_Source data_
──────────────────────────────

//! Temporal scalars: input validation and external string forms.
//!
//! External representations:
//!
//! | kind          | form                                  |
//! |---------------|---------------------------------------|
//! | DateTime      | `2024-03-01T10:15:30.000Z` (UTC, ms)  |
//! | LocalDateTime | `2024-03-01T10:15:30[.fraction]`      |
//! | Date          | `2024-03-01`                          |
//! | Time          | `10:15:30[.fraction](Z\|+hh:mm)`      |
//! | LocalTime     | `10:15:30[.fraction]`                 |
//! | Duration      | `P1Y2M3DT4H5M6.5S`, zero is `PT0S`    |

use chrono::{DateTime, FixedOffset, NaiveDate, NaiveDateTime, NaiveTime, Utc};
use nom::{
    bytes::complete::tag,
    character::complete::{char, digit1},
    combinator::{all_consuming, map_res, opt, recognize},
    sequence::{pair, preceded, terminated},
    IResult, Parser,
};
use serde::{Deserialize, Serialize};
use std::fmt;

use super::errors::ShapeError;
use crate::schema_model::ScalarKind;

const NANOS_PER_SECOND: i128 = 1_000_000_000;

/// A store duration: calendar months and days kept apart from clock time,
/// as the store does.
#[derive(Debug, Clone, Copy, PartialEq, Eq, Default, Serialize, Deserialize)]
pub struct IsoDuration {
    pub months: i64,
    pub days: i64,
    pub seconds: i64,
    pub nanos: i32,
}

impl IsoDuration {
    pub fn is_zero(&self) -> bool {
        self.months == 0 && self.days == 0 && self.seconds == 0 && self.nanos == 0
    }
}

impl fmt::Display for IsoDuration {
    fn fmt(&self, f: &mut fmt::Formatter<'_>) -> fmt::Result {
        if self.is_zero() {
            return f.write_str("PT0S");
        }
        let mut out = String::from("P");
        let (years, months) = (self.months / 12, self.months % 12);
        if years != 0 {
            out.push_str(&format!("{}Y", years));
        }
        if months != 0 {
            out.push_str(&format!("{}M", months));
        }
        if self.days != 0 {
            out.push_str(&format!("{}D", self.days));
        }

        let total = self.seconds as i128 * NANOS_PER_SECOND + self.nanos as i128;
        if total != 0 {
            out.push('T');
            let sign = if total < 0 { "-" } else { "" };
            let total = total.abs();
            let hours = total / (3600 * NANOS_PER_SECOND);
            let minutes = (total / (60 * NANOS_PER_SECOND)) % 60;
            let seconds = (total / NANOS_PER_SECOND) % 60;
            let fraction = total % NANOS_PER_SECOND;
            if hours != 0 {
                out.push_str(&format!("{}{}H", sign, hours));
            }
            if minutes != 0 {
                out.push_str(&format!("{}{}M", sign, minutes));
            }
            if seconds != 0 || fraction != 0 {
                out.push_str(&format!("{}{}", sign, seconds));
                if fraction != 0 {
                    let digits = format!("{:09}", fraction);
                    out.push('.');
                    out.push_str(digits.trim_end_matches('0'));
                }
                out.push('S');
            }
        }
        f.write_str(&out)
    }
}

fn number(input: &str) -> IResult<&str, i64> {
    map_res(digit1, str::parse::<i64>).parse(input)
}

fn unit(designator: char) -> impl Fn(&str) -> IResult<&str, Option<i64>> {
    move |input| opt(terminated(number, char(designator))).parse(input)
}

/// Seconds with an optional fraction of up to nine digits.
fn seconds(input: &str) -> IResult<&str, Option<(i64, i32)>> {
    opt(terminated(
        map_res(
            pair(digit1, opt(preceded(char('.'), recognize(digit1)))),
            |(whole, fraction): (&str, Option<&str>)| -> Result<(i64, i32), std::num::ParseIntError> {
                let whole = whole.parse::<i64>()?;
                let nanos = match fraction {
                    Some(f) => {
                        let mut digits: String = f.chars().take(9).collect();
                        while digits.len() < 9 {
                            digits.push('0');
                        }
                        digits.parse::<i32>()?
                    }
                    None => 0,
                };
                Ok((whole, nanos))
            },
        ),
        char('S'),
    ))
    .parse(input)
}

type DatePart = (Option<i64>, Option<i64>, Option<i64>, Option<i64>);
type TimePart = (Option<i64>, Option<i64>, Option<(i64, i32)>);

fn time_part(input: &str) -> IResult<&str, TimePart> {
    preceded(char('T'), (unit('H'), unit('M'), seconds)).parse(input)
}

fn duration(input: &str) -> IResult<&str, (DatePart, Option<TimePart>)> {
    preceded(
        tag("P"),
        (
            (unit('Y'), unit('M'), unit('W'), unit('D')),
            opt(time_part),
        ),
    )
    .parse(input)
}

/// Parse an ISO-8601 duration such as `P1Y2M10DT2H30M` or `PT1.5S`.
///
/// Weeks fold into days; years fold into months.
pub fn parse_iso_duration(input: &str) -> Result<IsoDuration, ShapeError> {
    let invalid = || ShapeError::InvalidDuration {
        value: input.to_string(),
    };
    let (_, ((years, months, weeks, days), time)) =
        all_consuming(duration).parse(input).map_err(|_| invalid())?;

    let date_empty = years.is_none() && months.is_none() && weeks.is_none() && days.is_none();
    let time_empty = match &time {
        None => true,
        Some((h, m, s)) => {
            if h.is_none() && m.is_none() && s.is_none() {
                // a bare `T` designator
                return Err(invalid());
            }
            false
        }
    };
    if date_empty && time_empty {
        return Err(invalid());
    }

    let (hours, minutes, secs) = time.unwrap_or((None, None, None));
    let (secs, nanos) = secs.unwrap_or((0, 0));
    Ok(IsoDuration {
        months: years.unwrap_or(0) * 12 + months.unwrap_or(0),
        days: weeks.unwrap_or(0) * 7 + days.unwrap_or(0),
        seconds: hours.unwrap_or(0) * 3600 + minutes.unwrap_or(0) * 60 + secs,
        nanos,
    })
}

pub fn parse_datetime(value: &str) -> Result<DateTime<FixedOffset>, ShapeError> {
    DateTime::parse_from_rfc3339(value).map_err(|_| invalid_temporal("DateTime", value))
}

pub fn parse_local_datetime(value: &str) -> Result<NaiveDateTime, ShapeError> {
    NaiveDateTime::parse_from_str(value, "%Y-%m-%dT%H:%M:%S%.f")
        .map_err(|_| invalid_temporal("LocalDateTime", value))
}

pub fn parse_date(value: &str) -> Result<NaiveDate, ShapeError> {
    NaiveDate::parse_from_str(value, "%Y-%m-%d").map_err(|_| invalid_temporal("Date", value))
}

/// Offset time: `10:15:30Z` or `10:15:30.5+01:00`.
pub fn parse_time(value: &str) -> Result<(NaiveTime, FixedOffset), ShapeError> {
    let normalized = match value.strip_suffix('Z') {
        Some(rest) => format!("1970-01-01T{}+00:00", rest),
        None => format!("1970-01-01T{}", value),
    };
    DateTime::parse_from_str(&normalized, "%Y-%m-%dT%H:%M:%S%.f%:z")
        .map(|dt| (dt.time(), *dt.offset()))
        .map_err(|_| invalid_temporal("Time", value))
}

pub fn parse_local_time(value: &str) -> Result<NaiveTime, ShapeError> {
    NaiveTime::parse_from_str(value, "%H:%M:%S%.f").map_err(|_| invalid_temporal("LocalTime", value))
}

fn invalid_temporal(kind: &str, value: &str) -> ShapeError {
    ShapeError::InvalidTemporal {
        kind: kind.to_string(),
        value: value.to_string(),
    }
}

/// Whether a request literal is acceptable input for a temporal kind.
pub fn is_valid_temporal_input(kind: &ScalarKind, value: &str) -> bool {
    match kind {
        ScalarKind::DateTime => parse_datetime(value).is_ok(),
        ScalarKind::LocalDateTime => parse_local_datetime(value).is_ok(),
        ScalarKind::Date => parse_date(value).is_ok(),
        ScalarKind::Time => parse_time(value).is_ok(),
        ScalarKind::LocalTime => parse_local_time(value).is_ok(),
        ScalarKind::Duration => parse_iso_duration(value).is_ok(),
        _ => false,
    }
}

pub fn format_datetime(value: &DateTime<FixedOffset>) -> String {
    value
        .with_timezone(&Utc)
        .format("%Y-%m-%dT%H:%M:%S%.3fZ")
        .to_string()
}

pub fn format_local_datetime(value: &NaiveDateTime) -> String {
    value.format("%Y-%m-%dT%H:%M:%S%.f").to_string()
}

pub fn format_date(value: &NaiveDate) -> String {
    value.format("%Y-%m-%d").to_string()
}

pub fn format_time(time: &NaiveTime, offset: &FixedOffset) -> String {
    let clock = time.format("%H:%M:%S%.f").to_string();
    if offset.local_minus_utc() == 0 {
        format!("{}Z", clock)
    } else {
        format!("{}{}", clock, offset)
    }
}

pub fn format_local_time(value: &NaiveTime) -> String {
    value.format("%H:%M:%S%.f").to_string()
}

──────────────────────────────

_Task details_
Quote the data above from the line containing "if h.is_none() &&" to the line containing "days: weeks.unwrap_or(0) *", inclusive, and stop.

_Reply_
            if h.is_none() && m.is_none() && s.is_none() {
                // a bare `T` designator
                return Err(invalid());
            }
            false
        }
    };
    if date_empty && time_empty {
        return Err(invalid());
    }

    let (hours, minutes, secs) = time.unwrap_or((None, None, None));
    let (secs, nanos) = secs.unwrap_or((0, 0));
    Ok(IsoDuration {
        months: years.unwrap_or(0) * 12 + months.unwrap_or(0),
        days: weeks.unwrap_or(0) * 7 + days.unwrap_or(0),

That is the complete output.